Waͤhrend dieſes Geſpraͤchs wird der Braten,
das Ey und die Schuͤſſel mit dem Kuchen, welches,
beim Zerbrechen des letztern, ſaͤmmtlich vom Tiſch
genommen war, wieder aufgeſetzt, und Abrahams
hungriger Saame faͤllt jetzt mit beiden Haͤnden uͤber
das koͤſtliche Backwerk her, indem er mit vollem
Munde und in lauten melodiſchen Toͤnen ſingt:
Ceha lachma, di anjalu u. ſ. w., das heißt: So
war das Brod der Armuth, das unſere Vaͤter in
Aegypten aßen. Jhr Hungrigen kommet und eſſet!
Jhr Duͤrftigen, kommet, und ſaͤttiget euch von dem
Opfer des Oſterlamms.
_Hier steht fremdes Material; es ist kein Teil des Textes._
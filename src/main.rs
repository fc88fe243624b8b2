//! clientdir CLI entry point
//!
//! This is a minimal entrypoint that:
//! 1. Parses CLI arguments (via cli::run)
//! 2. Dispatches to CLI commands (via cli::run)
//! 3. Prints the error code and message to stderr
//! 4. Exits with non-zero on failure

use clientdir::cli;

fn main() {
    if let Err(e) = cli::run() {
        eprintln!("{}: {}", e.code(), e);
        std::process::exit(1);
    }
}
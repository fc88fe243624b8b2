//! Per-invocation wrapper

use std::sync::Arc;
use std::thread;
use std::time::Instant;

use super::recorder::{ErrorKind, MetricsRecorder, NoOpMetrics};

/// Error kind recorded for a call that panicked
pub const PANIC_KIND: &str = "panic";

/// Records latency for one invocation when dropped.
///
/// Dropping happens on normal return, on error return, and while
/// unwinding from a panic, so the sample is never lost. A panic raised
/// by the call itself is also counted as an error.
struct LatencyGuard<'a> {
    recorder: &'a dyn MetricsRecorder,
    operation: &'static str,
    started: Instant,
    /// Already unwinding when the call began (e.g. called from a Drop)
    unwinding_at_start: bool,
}

impl<'a> LatencyGuard<'a> {
    fn start(recorder: &'a dyn MetricsRecorder, operation: &'static str) -> Self {
        Self {
            recorder,
            operation,
            started: Instant::now(),
            unwinding_at_start: thread::panicking(),
        }
    }
}

impl Drop for LatencyGuard<'_> {
    fn drop(&mut self) {
        if thread::panicking() && !self.unwinding_at_start {
            self.recorder.increment_errors(self.operation, PANIC_KIND);
        }
        self.recorder
            .record_latency(self.operation, self.started.elapsed());
    }
}

/// Wraps operations with request counting, error tagging and timing
#[derive(Clone)]
pub struct InvocationMonitor {
    recorder: Arc<dyn MetricsRecorder>,
}

impl InvocationMonitor {
    pub fn new(recorder: Arc<dyn MetricsRecorder>) -> Self {
        Self { recorder }
    }

    /// Create a monitor that records nothing
    pub fn noop() -> Self {
        Self::new(Arc::new(NoOpMetrics))
    }

    /// Run `call` as one monitored invocation of `operation`.
    ///
    /// The request is counted before `call` runs. An `Err` is counted
    /// under its kind before being handed back, a panic under
    /// [`PANIC_KIND`] before it resumes unwinding. Latency is recorded last.
    pub fn observe<T, E, F>(&self, operation: &'static str, call: F) -> Result<T, E>
    where
        E: ErrorKind,
        F: FnOnce() -> Result<T, E>,
    {
        self.recorder.increment_requests(operation);
        let _latency = LatencyGuard::start(self.recorder.as_ref(), operation);

        let result = call();
        if let Err(err) = &result {
            self.recorder.increment_errors(operation, err.kind());
        }
        result
    }
}

impl std::fmt::Debug for InvocationMonitor {
    fn fmt(&self, f: &mut std::fmt::Formatter<'_>) -> std::fmt::Result {
        f.debug_struct("InvocationMonitor").finish_non_exhaustive()
    }
}
//! # Configuration Errors

use std::io;
use std::path::PathBuf;

use thiserror::Error;

/// Result type for configuration loading
pub type ConfigResult<T> = Result<T, ConfigError>;

/// Configuration errors
#[derive(Debug, Error)]
pub enum ConfigError {
    #[error("Failed to read config {path}: {source}")]
    Read {
        path: PathBuf,
        #[source]
        source: io::Error,
    },

    #[error("Invalid config JSON: {0}")]
    Parse(#[from] serde_json::Error),

    #[error("Invalid configuration: {0}")]
    Invalid(String),
}
//! Client Index subsystem
//!
//! The process-wide, in-memory client store. Owned explicitly and shared
//! by handle (`Arc<ClientIndex>`) between the snapshot loader and the
//! request facade.
//!
//! # Invariants
//!
//! - Primary (id) and secondary (lowercased email) mappings are updated
//!   together under one lock acquisition
//! - A bulk replace is observed as a single step by every reader
//! - Records without an id are never stored
//! - Nothing expires; entries leave only through delete or bulk replace

mod client_index;
mod errors;

pub use client_index::{ClientIndex, ReloadSummary};
pub use errors::{IndexError, IndexResult};
//! Snapshot Loader Tests
//!
//! Test Categories:
//! 1. Staleness: the newest file wins and status follows it
//! 2. Failure isolation: a bad file leaves the previous snapshot in place
//! 3. Reload semantics: manual edits do not survive a reload
//! 4. Scheduled polling picks up new drops

use std::fs::{self, File};
use std::path::Path;
use std::sync::Arc;
use std::time::{Duration, SystemTime};

use clientdir::client::ClientRecord;
use clientdir::index::ClientIndex;
use clientdir::loader::{
    FilePattern, LoaderConfig, LoaderError, PollOutcome, SnapshotLoader, SnapshotStatus,
};
use clientdir::monitor::InvocationMonitor;
use clientdir::service::ClientDirectory;
use tokio::sync::watch;

fn loader_for(dir: &Path) -> SnapshotLoader {
    let config = LoaderConfig {
        watch_dir: dir.to_path_buf(),
        pattern: FilePattern::new("clients_*.json").unwrap(),
        poll_interval: Duration::from_millis(40),
        initial_delay: Duration::from_millis(0),
    };
    SnapshotLoader::new(config, Arc::new(ClientIndex::new()))
}

/// Write `body` to `dir/name` with a modification time `age_secs` ago
fn drop_file(dir: &Path, name: &str, body: &str, age_secs: u64) {
    let path = dir.join(name);
    fs::write(&path, body).unwrap();
    File::options()
        .write(true)
        .open(&path)
        .unwrap()
        .set_modified(SystemTime::now() - Duration::from_secs(age_secs))
        .unwrap();
}

const SNAPSHOT_A: &str = r#"[
    {"id": 1, "nom": "Dupont", "prenom": "Marie", "email": "marie@x.com", "ville": "Paris"},
    {"id": 2, "nom": "Durand", "email": "paul@x.com", "ville": "Lyon"}
]"#;

const SNAPSHOT_B: &str = r#"[
    {"id": 2, "name": "Durand", "email": "paul@x.com", "city": "Lyon"},
    {"id": 3, "name": "Martin", "email": "lea@x.com", "city": "Nantes"}
]"#;

// =============================================================================
// STALENESS
// =============================================================================

/// Test: After A then a newer B, the index reflects exactly B and status
/// reports B.
#[test]
fn test_newer_file_replaces_older() {
    let dir = tempfile::tempdir().unwrap();
    drop_file(dir.path(), "clients_a.json", SNAPSHOT_A, 120);
    let loader = loader_for(dir.path());

    assert!(matches!(loader.initialize().unwrap(), PollOutcome::Applied(_)));
    assert_eq!(loader.status().applied().unwrap().file_name, "clients_a.json");

    drop_file(dir.path(), "clients_b.json", SNAPSHOT_B, 10);
    let PollOutcome::Applied(applied) = loader.poll_once().unwrap() else {
        panic!("expected B to be applied");
    };
    assert_eq!(applied.file_name, "clients_b.json");
    assert_eq!(applied.reload.loaded, 2);

    let index = loader.index();
    assert!(index.get_by_id(1).unwrap().is_none());
    assert!(index.get_by_email(Some("marie@x.com")).unwrap().is_none());
    assert_eq!(index.get_by_id(3).unwrap().unwrap().city.as_deref(), Some("Nantes"));
    assert_eq!(index.len().unwrap(), 2);

    let status = loader.status();
    assert_eq!(status.applied().unwrap().file_name, "clients_b.json");
    assert!(status.to_string().starts_with("File: clients_b.json, Size: "));
}

/// Test: An older file appearing later is not applied.
#[test]
fn test_older_drop_is_ignored() {
    let dir = tempfile::tempdir().unwrap();
    drop_file(dir.path(), "clients_b.json", SNAPSHOT_B, 10);
    let loader = loader_for(dir.path());
    loader.poll_once().unwrap();

    drop_file(dir.path(), "clients_a.json", SNAPSHOT_A, 300);

    assert_eq!(loader.poll_once().unwrap(), PollOutcome::Unchanged);
    assert!(loader.index().get_by_id(1).unwrap().is_none());
}

/// Test: Rewriting the applied file in place makes it a new candidate.
#[test]
fn test_rewritten_file_is_reapplied() {
    let dir = tempfile::tempdir().unwrap();
    drop_file(dir.path(), "clients_1.json", SNAPSHOT_A, 60);
    let loader = loader_for(dir.path());
    loader.poll_once().unwrap();

    drop_file(dir.path(), "clients_1.json", SNAPSHOT_B, 5);

    assert!(matches!(loader.poll_once().unwrap(), PollOutcome::Applied(_)));
    assert!(loader.index().get_by_id(3).unwrap().is_some());
}

/// Test: Files not matching the pattern are never considered.
#[test]
fn test_non_matching_files_ignored() {
    let dir = tempfile::tempdir().unwrap();
    drop_file(dir.path(), "orders_1.json", SNAPSHOT_A, 0);
    drop_file(dir.path(), "clients_1.json.tmp", SNAPSHOT_A, 0);
    let loader = loader_for(dir.path());

    assert_eq!(loader.poll_once().unwrap(), PollOutcome::NoCandidate);
    assert!(loader.index().is_empty().unwrap());
}

// =============================================================================
// FAILURE ISOLATION
// =============================================================================

/// Test: A newer malformed file leaves A fully in place and status still
/// names A.
#[test]
fn test_failed_parse_keeps_previous_snapshot() {
    let dir = tempfile::tempdir().unwrap();
    drop_file(dir.path(), "clients_a.json", SNAPSHOT_A, 120);
    let loader = loader_for(dir.path());
    loader.poll_once().unwrap();

    drop_file(dir.path(), "clients_b.json", r#"[{"id": 9, "email": "#, 10);

    let err = loader.poll_once().unwrap_err();
    assert!(matches!(err, LoaderError::Parse { .. }));
    assert_eq!(err.path().unwrap().file_name().unwrap(), "clients_b.json");

    assert_eq!(loader.index().len().unwrap(), 2);
    assert!(loader.index().get_by_email(Some("MARIE@x.com")).unwrap().is_some());
    assert_eq!(loader.status().applied().unwrap().file_name, "clients_a.json");
}

/// Test: A document that is valid JSON but not an array is rejected whole.
#[test]
fn test_non_array_document_rejected() {
    let dir = tempfile::tempdir().unwrap();
    drop_file(dir.path(), "clients_1.json", r#"{"id": 1}"#, 10);
    let loader = loader_for(dir.path());

    assert!(matches!(loader.poll_once(), Err(LoaderError::Parse { .. })));
    assert_eq!(loader.status(), SnapshotStatus::NothingLoaded);
}

/// Test: Once the bad file is replaced by a good one, loading resumes.
#[test]
fn test_recovers_after_bad_file_is_fixed() {
    let dir = tempfile::tempdir().unwrap();
    drop_file(dir.path(), "clients_1.json", "not json", 30);
    let loader = loader_for(dir.path());
    assert!(loader.poll_once().is_err());

    drop_file(dir.path(), "clients_1.json", SNAPSHOT_B, 5);

    assert!(matches!(loader.poll_once().unwrap(), PollOutcome::Applied(_)));
    assert_eq!(loader.index().len().unwrap(), 2);
}

// =============================================================================
// RELOAD SEMANTICS
// =============================================================================

/// Test: Manual creates and updates are discarded by the next reload.
#[test]
fn test_reload_discards_manual_edits() {
    let dir = tempfile::tempdir().unwrap();
    drop_file(dir.path(), "clients_a.json", SNAPSHOT_A, 60);
    let loader = loader_for(dir.path());
    loader.initialize().unwrap();

    let directory = ClientDirectory::new(Arc::clone(loader.index()), InvocationMonitor::noop());
    let created = directory
        .create(ClientRecord::default().name("Nouveau").email("new@x.com"))
        .unwrap();
    directory
        .update(1, ClientRecord::default().name("Renamed").email("marie@x.com"))
        .unwrap()
        .unwrap();

    assert!(matches!(loader.force_reload().unwrap(), PollOutcome::Applied(_)));

    assert!(directory.get_by_id(created.id.unwrap()).unwrap().is_none());
    assert!(directory.get_by_email(Some("new@x.com")).unwrap().is_none());
    let restored = directory.get_by_id(1).unwrap().unwrap();
    assert_eq!(restored.name.as_deref(), Some("Dupont"));
}

/// Test: Force reload of an empty directory is a no-op, not an error.
#[test]
fn test_force_reload_without_candidate() {
    let dir = tempfile::tempdir().unwrap();
    let loader = loader_for(dir.path());

    assert_eq!(loader.force_reload().unwrap(), PollOutcome::NoCandidate);
    assert_eq!(loader.status().to_string(), "No file processed yet");
}

// =============================================================================
// SCHEDULED POLLING
// =============================================================================

/// Test: The polling task applies a file dropped while it runs.
#[tokio::test]
async fn test_run_picks_up_new_drop() {
    let dir = tempfile::tempdir().unwrap();
    let loader = Arc::new(loader_for(dir.path()));
    let (tx, rx) = watch::channel(false);
    let handle = tokio::spawn(Arc::clone(&loader).run(rx));

    drop_file(dir.path(), "clients_b.json", SNAPSHOT_B, 1);

    let deadline = tokio::time::Instant::now() + Duration::from_secs(5);
    while loader.status().applied().is_none() {
        assert!(tokio::time::Instant::now() < deadline, "drop never applied");
        tokio::time::sleep(Duration::from_millis(20)).await;
    }
    assert_eq!(loader.index().len().unwrap(), 2);

    tx.send(true).unwrap();
    tokio::time::timeout(Duration::from_secs(2), handle)
        .await
        .unwrap()
        .unwrap();
}

/// Test: The async reload wrapper behaves like force_reload.
#[tokio::test]
async fn test_async_reload() {
    let dir = tempfile::tempdir().unwrap();
    drop_file(dir.path(), "clients_a.json", SNAPSHOT_A, 30);
    let loader = Arc::new(loader_for(dir.path()));

    assert!(matches!(loader.reload().await.unwrap(), PollOutcome::Applied(_)));
    assert!(matches!(loader.reload().await.unwrap(), PollOutcome::Applied(_)));
    assert_eq!(loader.poll().await.unwrap(), PollOutcome::Unchanged);
}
Dieſes Jahr ſind wir
noch hier; im kuͤnftigen werden wir, wenn der hei-
lige, hochgelobte Gott es nur will, im Lande Ka-
naan ſeyn! Jetzt ſind wir Knechte; in Zukunft,
wenn Gott es nur will, freie Kinder und Herren.
Dies Gebet wird in chaldaͤiſcher Sprache geſungen,
damit es der Teufel nicht verſtehen und ſich nicht
gleichfalls zu Gaſte bitten moͤge.
*) M. ſ. 2 Buch Moſ. 12. V. 26 und 27.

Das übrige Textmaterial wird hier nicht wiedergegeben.